In Clear Sign Of Trouble, Facebook Uniques Level Off At 7 Billion

Palo Alto, July 1, 2013: Yesterday, Facebook revealed that unique users had failed to show significant growth for the second quarter in a row, staying flat at roughly 7 billion uniques worldwide.

Although new users continue to grow in the infant demographic, a spokesperson for the company said that older users were dying off almost as fast as they were being replaced -- causing analysts to predict certain doom and devastation for the Web giant. "The bubble is finally popping," said a junior analyst from Forrester. "In all my 17 years on this earth, I've never seen anything like it."

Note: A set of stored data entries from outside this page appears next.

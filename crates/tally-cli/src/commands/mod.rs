//! CLI command implementations
//!
//! Commands are organized by domain:
//! - `core` - Shared utilities (open_db, load_config) and init/load/users/consent
//! - `profile` - Signals, profile refresh and persona explanations
//! - `recommend` - Consent-gated recommendations
//! - `review` - AML-pattern alerts and the human review queue
//! - `eval` - Offline evaluation report
//! - `prompts` - Prompt library inspection

pub mod core;
pub mod eval;
pub mod profile;
pub mod prompts;
pub mod recommend;
pub mod review;

// Re-export command functions for main.rs
pub use core::*;
pub use eval::*;
pub use profile::*;
pub use prompts::*;
pub use recommend::*;
pub use review::*;

/// Truncate a string to a maximum number of characters, adding "..." if truncated
pub fn truncate(s: &str, max: usize) -> String {
    if s.chars().count() <= max {
        s.to_string()
    } else {
        let kept: String = s.chars().take(max.saturating_sub(3)).collect();
        format!("{}...", kept)
    }
}
//! Prompt library inspection commands

use std::collections::BTreeSet;

use anyhow::Result;
use tally_core::prompts::{default_prompts_dir, Prompt, PromptId, PromptLibrary};

/// `{{name}}` placeholders a prompt expects, sorted
fn placeholders(prompt: &Prompt) -> Vec<String> {
    let mut names = BTreeSet::new();
    let mut rest = prompt.content.as_str();
    while let Some(start) = rest.find("{{") {
        let after = &rest[start + 2..];
        let Some(end) = after.find("}}") else { break };
        names.insert(after[..end].trim().to_string());
        rest = &after[end + 2..];
    }
    names.into_iter().collect()
}

fn source_label(prompt: &Prompt) -> &'static str {
    if prompt.is_override() {
        "override"
    } else {
        "embedded"
    }
}

/// List the copy-collaborator prompts with their version, source and variables
pub fn cmd_prompts_list() -> Result<()> {
    let mut library = PromptLibrary::new();

    println!("{:<26} {:>7}  {:<9} VARIABLES", "PROMPT", "VERSION", "SOURCE");
    println!("{}", "-".repeat(78));

    for &id in PromptId::all() {
        let prompt = library.get(id)?;
        println!(
            "{:<26} {:>7}  {:<9} {}",
            id.as_str(),
            prompt.metadata.version,
            source_label(prompt),
            placeholders(prompt).join(", ")
        );
    }

    match default_prompts_dir() {
        Some(dir) => println!("\nOverrides are read from {}", dir.display()),
        None => println!("\nNo data directory on this platform; only embedded prompts are used"),
    }

    Ok(())
}

/// Print one prompt's system and user sections
pub fn cmd_prompts_show(prompt_id: &str) -> Result<()> {
    let id: PromptId = match prompt_id.parse() {
        Ok(id) => id,
        Err(e) => {
            eprintln!("{}", e);
            let known: Vec<&str> = PromptId::all().iter().map(|id| id.as_str()).collect();
            eprintln!("Known prompts: {}", known.join(", "));
            return Ok(());
        }
    };

    let mut library = PromptLibrary::new();
    let prompt = library.get(id)?;

    println!("📝 {} v{} ({})", prompt.metadata.id, prompt.metadata.version, source_label(prompt));
    if let Some(path) = &prompt.override_path {
        println!("   {}", path.display());
    }

    for (header, section) in [("System", prompt.system_section()), ("User", prompt.user_section())] {
        println!();
        println!("── {} ──", header);
        println!("{}", section.unwrap_or("(missing)"));
    }

    Ok(())
}

/// Print the override directory for prompt files
pub fn cmd_prompts_path() -> Result<()> {
    let Some(dir) = default_prompts_dir() else {
        eprintln!("Could not determine the data directory; only embedded prompts are used");
        return Ok(());
    };

    println!("{}", dir.display());
    if !dir.exists() {
        eprintln!("(does not exist yet; create it and add <prompt_id>.md files to override the defaults)");
    }

    Ok(())
}
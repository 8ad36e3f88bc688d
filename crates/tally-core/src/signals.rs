//! Signal extraction
//!
//! Aggregates a user's accounts, transactions and liabilities over a window
//! into a fixed set of numeric and boolean signals:
//! - Spend and recurring subscriptions (pattern-based and category-based)
//! - Savings inflow, growth and emergency cushion
//! - Credit utilization, minimum-payment and overdue flags
//! - Income cadence
//!
//! Degenerate data never errors: zero denominators produce defined defaults
//! (0 for shares and rates, 999 days for an undetectable income cadence).

use std::collections::{BTreeMap, HashSet};

use chrono::{Duration, NaiveDate};
use serde::{Deserialize, Serialize};
use tracing::debug;

use crate::config::{RecurringConfig, TallyConfig};
use crate::db::FinancialStore;
use crate::error::Result;
use crate::models::{Account, AccountType, Category, Liability, LiabilityType, Transaction, Window};

/// Income gap reported when fewer than two income events exist
pub const NO_INCOME_CADENCE_DAYS: i64 = 999;

const MIN_PAY_EPSILON: f64 = 1e-6;

/// Behavioral signals for one (user, window) pair
///
/// Every field is always present and finite, so the record serializes to
/// plain JSON numbers, strings and booleans.
#[derive(Debug, Clone, Default, PartialEq, Serialize, Deserialize)]
pub struct Signals {
    pub total_spend: f64,
    pub subscription_count: u32,
    pub monthly_recurring: f64,
    pub subscription_share: f64,
    pub net_savings_inflow: f64,
    pub savings_growth_rate: f64,
    pub emergency_months: f64,
    pub cash_buffer_months: f64,
    pub util_max: f64,
    /// Comma-joined integer percentages of the utilization levels met, e.g. "30,50"
    pub util_flags: String,
    pub min_pay_only: bool,
    pub interest_charges: bool,
    pub overdue: bool,
    pub income_median_gap: i64,
}

impl Signals {
    /// True when every numeric field is finite
    pub fn is_finite(&self) -> bool {
        [
            self.total_spend,
            self.monthly_recurring,
            self.subscription_share,
            self.net_savings_inflow,
            self.savings_growth_rate,
            self.emergency_months,
            self.cash_buffer_months,
            self.util_max,
        ]
        .iter()
        .all(|v| v.is_finite())
    }

    fn sanitized(mut self) -> Self {
        for value in [
            &mut self.total_spend,
            &mut self.monthly_recurring,
            &mut self.subscription_share,
            &mut self.net_savings_inflow,
            &mut self.savings_growth_rate,
            &mut self.emergency_months,
            &mut self.cash_buffer_months,
            &mut self.util_max,
        ] {
            if !value.is_finite() {
                *value = 0.0;
            }
        }
        self
    }
}

/// Recurring cadence detected from transaction spacing
#[derive(Debug, Clone, Copy, PartialEq, Eq, Serialize, Deserialize)]
#[serde(rename_all = "lowercase")]
pub enum Cadence {
    Weekly,
    Monthly,
}

/// A merchant detected as recurring by spacing and amount
#[derive(Debug, Clone, PartialEq, Serialize, Deserialize)]
pub struct RecurringMerchant {
    pub merchant: String,
    pub cadence: Cadence,
    /// Representative charge (first member of the most frequent amount cluster)
    pub amount: f64,
    /// Occurrences in the most frequent amount cluster
    pub occurrences: usize,
    pub monthly_amount: f64,
}

/// Raw records for one signal computation
#[derive(Debug, Clone, Default)]
pub struct SignalInputs {
    pub accounts: Vec<Account>,
    /// Transactions in the current window
    pub current: Vec<Transaction>,
    /// Transactions in the preceding window of equal length
    pub previous: Vec<Transaction>,
    pub liabilities: Vec<Liability>,
}

/// Compute signals for a user over a window ending at `as_of`
pub fn compute_signals<S: FinancialStore + ?Sized>(
    store: &S,
    user_id: &str,
    window: Window,
    as_of: NaiveDate,
    config: &TallyConfig,
) -> Result<Signals> {
    let (since, until) = window.current_range(as_of);
    let (prev_start, prev_end) = window.previous_range(as_of);

    let inputs = SignalInputs {
        accounts: store.accounts(user_id)?,
        current: store.transactions_between(user_id, since, until)?,
        previous: store.transactions_between(user_id, prev_start, prev_end - Duration::days(1))?,
        liabilities: store.liabilities(user_id)?,
    };

    let signals = signals_from_parts(&inputs, window, config);
    debug!(
        user_id,
        window = %window,
        total_spend = signals.total_spend,
        subscriptions = signals.subscription_count,
        util_max = signals.util_max,
        "Computed signals"
    );
    Ok(signals)
}

/// Pure signal computation over already-fetched records
pub fn signals_from_parts(inputs: &SignalInputs, window: Window, config: &TallyConfig) -> Signals {
    let months = window.months();

    let total_spend: f64 = inputs
        .current
        .iter()
        .filter(|t| t.is_expense())
        .map(|t| t.amount.abs())
        .sum();
    let monthly_spend = total_spend / months;

    // Subscriptions: pattern pass first, category pass only for merchants it missed
    let recurring = detect_recurring(&inputs.current, &config.recurring);
    let pattern_merchants: HashSet<&str> = recurring.iter().map(|r| r.merchant.as_str()).collect();
    let pattern_monthly: f64 = recurring.iter().map(|r| r.monthly_amount).sum();

    let mut category_only: BTreeMap<&str, f64> = BTreeMap::new();
    for tx in inputs
        .current
        .iter()
        .filter(|t| t.is_expense() && t.pfc_primary == Category::Subscription)
    {
        let key = tx.merchant_key();
        if !pattern_merchants.contains(key) {
            *category_only.entry(key).or_insert(0.0) += tx.amount.abs();
        }
    }
    let category_monthly = category_only.values().sum::<f64>() / months;

    let subscription_count = (recurring.len() + category_only.len()) as u32;
    let monthly_recurring = pattern_monthly + category_monthly;
    let subscription_share = if monthly_spend > 0.0 {
        monthly_recurring / monthly_spend
    } else {
        0.0
    };

    // Savings
    let savings_ids: HashSet<&str> = inputs
        .accounts
        .iter()
        .filter(|a| a.account_type.is_savings_like())
        .map(|a| a.id.as_str())
        .collect();
    let net_in = |txs: &[Transaction]| -> f64 {
        txs.iter()
            .filter(|t| savings_ids.contains(t.account_id.as_str()))
            .map(|t| t.amount)
            .sum()
    };
    let current_net = net_in(&inputs.current);
    let previous_net = net_in(&inputs.previous);
    let net_savings_inflow = current_net / months;
    let savings_growth_rate = growth_rate(current_net, previous_net);

    let savings_balance: f64 = inputs
        .accounts
        .iter()
        .filter(|a| a.account_type.is_savings_like())
        .map(|a| a.balance_current)
        .sum();
    let checking_balance: f64 = inputs
        .accounts
        .iter()
        .filter(|a| a.account_type == AccountType::Checking)
        .map(|a| a.balance_current)
        .sum();
    let (emergency_months, cash_buffer_months) = if monthly_spend > 0.0 {
        (
            savings_balance / monthly_spend,
            (savings_balance + checking_balance) / monthly_spend,
        )
    } else {
        (0.0, 0.0)
    };

    // Credit
    let util_max = inputs
        .accounts
        .iter()
        .filter(|a| a.account_type == AccountType::Credit)
        .map(Account::utilization)
        .fold(0.0_f64, f64::max);
    let util_flags = utilization_flags(util_max, &config.persona.util_flags);

    let cards: Vec<&Liability> = inputs
        .liabilities
        .iter()
        .filter(|l| l.liability_type == LiabilityType::CreditCard)
        .collect();
    let min_pay_only = cards
        .iter()
        .any(|l| l.min_payment > 0.0 && l.last_payment.abs() <= l.min_payment + MIN_PAY_EPSILON);
    let interest_charges = cards
        .iter()
        .any(|l| l.apr_percent > 0.0 && l.last_stmt_bal > 0.0);
    let overdue = cards.iter().any(|l| l.is_overdue);

    let income_dates: Vec<NaiveDate> = inputs
        .current
        .iter()
        .filter(|t| t.pfc_primary == Category::Income && t.amount > 0.0)
        .map(|t| t.date)
        .collect();

    Signals {
        total_spend,
        subscription_count,
        monthly_recurring,
        subscription_share,
        net_savings_inflow,
        savings_growth_rate,
        emergency_months,
        cash_buffer_months,
        util_max,
        util_flags,
        min_pay_only,
        interest_charges,
        overdue,
        income_median_gap: income_median_gap(income_dates),
    }
    .sanitized()
}

/// Detect recurring merchants by spacing and amount consistency
///
/// Transfers are never treated as subscriptions. Results are ordered by
/// merchant key so repeated runs over the same data are identical.
pub fn detect_recurring(transactions: &[Transaction], config: &RecurringConfig) -> Vec<RecurringMerchant> {
    let mut by_merchant: BTreeMap<&str, Vec<&Transaction>> = BTreeMap::new();
    for tx in transactions
        .iter()
        .filter(|t| t.is_expense() && t.pfc_primary != Category::Transfer)
    {
        by_merchant.entry(tx.merchant_key()).or_default().push(tx);
    }

    let mut found = Vec::new();
    for (merchant, mut txs) in by_merchant {
        if txs.len() < config.min_occurrences {
            continue;
        }
        txs.sort_by_key(|t| t.date);

        let gaps: Vec<i64> = txs
            .windows(2)
            .map(|w| (w[1].date - w[0].date).num_days())
            .collect();
        let mean_gap = gaps.iter().sum::<i64>() as f64 / gaps.len() as f64;

        let cadence = if config.is_monthly_gap(mean_gap) {
            Cadence::Monthly
        } else if config.is_weekly_gap(mean_gap) {
            Cadence::Weekly
        } else {
            continue;
        };

        let amounts: Vec<f64> = txs.iter().map(|t| t.amount.abs()).collect();
        let Some((amount, occurrences)) = dominant_amount(&amounts, config.amount_tolerance) else {
            continue;
        };
        if occurrences < config.min_occurrences {
            continue;
        }

        let monthly_amount = match cadence {
            Cadence::Monthly => amount,
            Cadence::Weekly => amount * config.weekly_multiplier,
        };

        found.push(RecurringMerchant {
            merchant: merchant.to_string(),
            cadence,
            amount,
            occurrences,
            monthly_amount,
        });
    }

    found
}

/// Cluster amounts within a relative tolerance and return the largest cluster
///
/// Each amount joins the first cluster whose representative it is within
/// tolerance of, otherwise starts a new one. Ties go to the earliest cluster.
fn dominant_amount(amounts: &[f64], tolerance: f64) -> Option<(f64, usize)> {
    let mut clusters: Vec<(f64, usize)> = Vec::new();
    for &amount in amounts {
        let slot = clusters
            .iter_mut()
            .find(|(rep, _)| *rep > 0.0 && ((amount - *rep).abs() / *rep) < tolerance);
        match slot {
            Some((_, count)) => *count += 1,
            None => clusters.push((amount, 1)),
        }
    }

    let mut best: Option<(f64, usize)> = None;
    for cluster in clusters {
        if best.map_or(true, |(_, count)| cluster.1 > count) {
            best = Some(cluster);
        }
    }
    best
}

/// Window-over-window growth; a zero previous window counts as full growth if
/// anything came in now
fn growth_rate(current: f64, previous: f64) -> f64 {
    if previous == 0.0 {
        if current > 0.0 {
            1.0
        } else {
            0.0
        }
    } else {
        (current - previous) / previous.abs()
    }
}

fn utilization_flags(util_max: f64, levels: &[f64]) -> String {
    levels
        .iter()
        .filter(|&&level| util_max >= level)
        .map(|level| format!("{}", (level * 100.0).round() as i64))
        .collect::<Vec<_>>()
        .join(",")
}

/// Lower median of consecutive gaps between income dates
fn income_median_gap(mut dates: Vec<NaiveDate>) -> i64 {
    if dates.len() < 2 {
        return NO_INCOME_CADENCE_DAYS;
    }
    dates.sort();
    let mut gaps: Vec<i64> = dates
        .windows(2)
        .map(|w| (w[1] - w[0]).num_days())
        .collect();
    gaps.sort();
    gaps[(gaps.len() - 1) / 2]
}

Facebook management, however, is well aware of the market imperative for growth, and is taking drastic steps to get back on track. "We learned our lesson two years ago, in June of 2011, when the data indicated our user numbers were growing quickly, or slowly, or falling," said Mark Zuckerberg, speaking from Alpha Centauri, where he is currently exploring new markets for expansion. "The analysts said it was a clear sign of the beginning of the end, and I realized we could never afford that kind of uncertainty as long as I stood to make hundreds of billions on our IPO."



Back in 2011, Facebook responded quickly to analyst concerns, within months implementing universal opt-out Facebook registration at birth. Privacy groups raised a chorus of objections, but the Zuckerberg apologized once and they were quickly silenced.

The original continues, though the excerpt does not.